Lessons Learned Moving TFS to Windows Server 2008 and SQL Server 2008

I've been a bad blogger this month.

Almost a month ago, I wrote a post about using Web standards with Microsoft Office SharePoint Server (MOSS) 2007, but I noted that there would be more to come on that subject in the near future. Well, almost a full month has passed and I still haven't posted "part 2" yet. Sorry about that.

As I sat down to write the next post in that series, I decided to take it in a different direction in order to make it more valuable to SharePoint developers. Let's just say that I've been working hard on the series and I hope to have the subsequent posts published by next weekend.

In the meantime, I wanted to share some lessons learned while performing an upgrade in the Jameson Datacenter.

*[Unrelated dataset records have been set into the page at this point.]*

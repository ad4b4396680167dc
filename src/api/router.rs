use axum::{
    middleware,
    routing::{get, post, put},
    Router,
};
use tower_http::limit::RequestBodyLimitLayer;

use super::{handlers, middleware::auth_middleware, websocket::handle_websocket};
use crate::AppState;

pub const WEBHOOK_BODY_LIMIT: usize = 2 * 1024 * 1024;

pub fn create_router(state: AppState) -> Router<AppState> {
    // Public auth routes
    let auth_routes = Router::new()
        .route("/signup", post(handlers::auth::signup))
        .route("/login", post(handlers::auth::login));

    // User routes (protected)
    let user_routes = Router::new()
        .route(
            "/me",
            get(handlers::users::get_current_user).put(handlers::users::update_current_user),
        )
        .route(
            "/",
            get(handlers::users::list_users).post(handlers::users::invite_user),
        )
        .layer(middleware::from_fn_with_state(state.clone(), auth_middleware));

    // Organization routes (protected)
    let organization_routes = Router::new()
        .route("/", get(handlers::organization::get_organization))
        .route(
            "/integrations",
            put(handlers::organization::update_integrations),
        )
        .route("/settings", put(handlers::organization::update_settings))
        .layer(middleware::from_fn_with_state(state.clone(), auth_middleware));

    // Campaign routes (protected)
    let campaign_routes = Router::new()
        .route(
            "/",
            get(handlers::campaigns::list_campaigns).post(handlers::campaigns::create_campaign),
        )
        .route(
            "/recompute",
            post(handlers::campaigns::recompute_all_campaigns),
        )
        .route(
            "/:id",
            get(handlers::campaigns::get_campaign).delete(handlers::campaigns::delete_campaign),
        )
        .route("/:id/status", put(handlers::campaigns::update_campaign_status))
        .route(
            "/:id/template",
            put(handlers::campaigns::update_campaign_template),
        )
        .route("/:id/recompute", post(handlers::campaigns::recompute_campaign))
        .layer(middleware::from_fn_with_state(state.clone(), auth_middleware));

    // Lead routes (protected)
    let lead_routes = Router::new()
        .route("/", get(handlers::leads::list_leads))
        .route("/stats", get(handlers::leads::lead_stats))
        .route(
            "/by-phone/:phone/messages",
            get(handlers::leads::messages_by_phone),
        )
        .route(
            "/:id",
            get(handlers::leads::get_lead).patch(handlers::leads::update_lead),
        )
        .route("/:id/messages", post(handlers::leads::record_message))
        .layer(middleware::from_fn_with_state(state.clone(), auth_middleware));

    // Conversation routes (protected)
    let conversation_routes = Router::new()
        .route("/", get(handlers::conversations::get_conversations))
        .route("/:id", get(handlers::conversations::get_conversation))
        .route("/:id/messages", get(handlers::conversations::get_messages))
        .route("/:id/read", post(handlers::conversations::mark_read))
        .route(
            "/:id/recompute",
            post(handlers::conversations::recompute_conversation),
        )
        .layer(middleware::from_fn_with_state(state.clone(), auth_middleware));

    // Platform webhooks (signed, no bearer token)
    let webhook_routes = Router::new()
        .route("/meta", get(handlers::webhooks::meta_verify))
        .route("/:organization_id/leads", post(handlers::webhooks::meta_leads))
        .route(
            "/:organization_id/campaigns",
            post(handlers::webhooks::meta_campaigns),
        )
        .route("/:organization_id/whatsapp", post(handlers::webhooks::whatsapp))
        .layer(RequestBodyLimitLayer::new(WEBHOOK_BODY_LIMIT));

    // WebSocket route (protected)
    let ws_route = Router::new()
        .route("/ws", get(handle_websocket))
        .layer(middleware::from_fn_with_state(state.clone(), auth_middleware));

    // Combine all routes
    Router::new()
        .nest("/auth", auth_routes)
        .nest("/users", user_routes)
        .nest("/organization", organization_routes)
        .nest("/campaigns", campaign_routes)
        .nest("/leads", lead_routes)
        .nest("/conversations", conversation_routes)
        .nest("/webhooks", webhook_routes)
        .merge(ws_route)
        .with_state(state)
}
use std::sync::Arc;

use uuid::Uuid;

use crate::{
    error::{AppError, AppResult},
    models::{Campaign, CampaignStatus},
    services::events::{emit, EventKind, EventPublisher},
    store::EntityStore,
};

/// Staff-side campaign management. Creation and metric reconciliation go
/// through the ingestion service.
pub struct CampaignService {
    store: Arc<dyn EntityStore>,
    events: Arc<dyn EventPublisher>,
}

impl CampaignService {
    pub fn new(store: Arc<dyn EntityStore>, events: Arc<dyn EventPublisher>) -> Self {
        Self { store, events }
    }

    pub async fn list(&self, organization_id: Uuid) -> AppResult<Vec<Campaign>> {
        Ok(self.store.list_campaigns(organization_id).await?)
    }

    pub async fn get(&self, organization_id: Uuid, campaign_id: Uuid) -> AppResult<Campaign> {
        self.store
            .get_campaign(organization_id, campaign_id)
            .await?
            .ok_or(AppError::CampaignNotFound)
    }

    pub async fn set_status(
        &self,
        organization_id: Uuid,
        campaign_id: Uuid,
        status: CampaignStatus,
    ) -> AppResult<Campaign> {
        let campaign = self
            .store
            .set_campaign_status(organization_id, campaign_id, status)
            .await?
            .ok_or(AppError::CampaignNotFound)?;
        emit(self.events.as_ref(), organization_id, EventKind::CampaignUpdated, &campaign).await;
        Ok(campaign)
    }

    /// Selects the WhatsApp template used for the campaign, or clears it.
    pub async fn set_template(
        &self,
        organization_id: Uuid,
        campaign_id: Uuid,
        template_name: Option<&str>,
    ) -> AppResult<Campaign> {
        let template_name = template_name.map(str::trim).filter(|t| !t.is_empty());
        let campaign = self
            .store
            .set_campaign_template(organization_id, campaign_id, template_name)
            .await?
            .ok_or(AppError::CampaignNotFound)?;
        emit(self.events.as_ref(), organization_id, EventKind::CampaignUpdated, &campaign).await;
        Ok(campaign)
    }

    /// Leads of the campaign stay, detached.
    pub async fn delete(&self, organization_id: Uuid, campaign_id: Uuid) -> AppResult<()> {
        if !self.store.delete_campaign(organization_id, campaign_id).await? {
            return Err(AppError::CampaignNotFound);
        }
        tracing::info!("Deleted campaign {}", campaign_id);
        emit(
            self.events.as_ref(),
            organization_id,
            EventKind::CampaignDeleted,
            &serde_json::json!({ "id": campaign_id }),
        )
        .await;
        Ok(())
    }
}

A couple of weeks ago, I started receiving notifications (from Systems Center Operations Manager) regarding disk errors on my primary SQL Server computer (BEAST). The situation deteriorated and I soon found that one of the four drives in my RAID 1+0 array was offline. After a short sigh of relief that I hadn't lost any of my data, I added the drive back to the array and initiated a rebuild of the mirror. I also ordered a new drive to replace my backup drive and thus have a spare in case the problematic drive failed again.

When I received the new hard drive, I decided it was probably a good time to rebuild BEAST. As I noted in an earlier post, the server -- at least until a week ago -- was running Windows Server 2003 and SQL Server 2005. Note that BEAST also serves as the "data tier" for my instance of Visual Studio Team Foundation Server 2008. The "application tier" runs on a VM (CYCLOPS) on a different server.

Prior to initiating the rebuild, I found the following article on MSDN:

TFS 2005: How to: Move Your Data Tier to another computer

https://support.microsoft.com/kb/955601

Note that the article is for TFS 2005, but based on my knowledge of the differences between TFS 2005 and TFS 2008, it seemed reasonable that the steps would be very similar, if not completely identical.

Also note that what I was trying to achieve with the rebuild was certainly "within the spirit" of this KB article, but wasn't strictly inline with what it prescribes. In other words, my goal was to take my TFS instance down while I rebuilt the backend data tier (using the same hardware but with the latest version of Windows Server and SQL Server). After restoring the backend SQL Server databases, I expected to be able to start up my TFS instance again without issue. I quickly discovered that expectation would not be met (at least not without a lot more work than I originally anticipated).

After ensuring that I had full backups of all SQL Server databases (as well as a backup of my BackedUp folder) on BEAST, I proceeded to rebuild the server with Windows Server 2008 R2. Note that I didn't find anything that stated TFS 2008 is supported on Windows Server 2008 R2 -- but then again, I didn't find anything that stated it wasn't supported on R2, either. It's not the kind of risk that I would recommend to a customer, but this is just my home lab after all.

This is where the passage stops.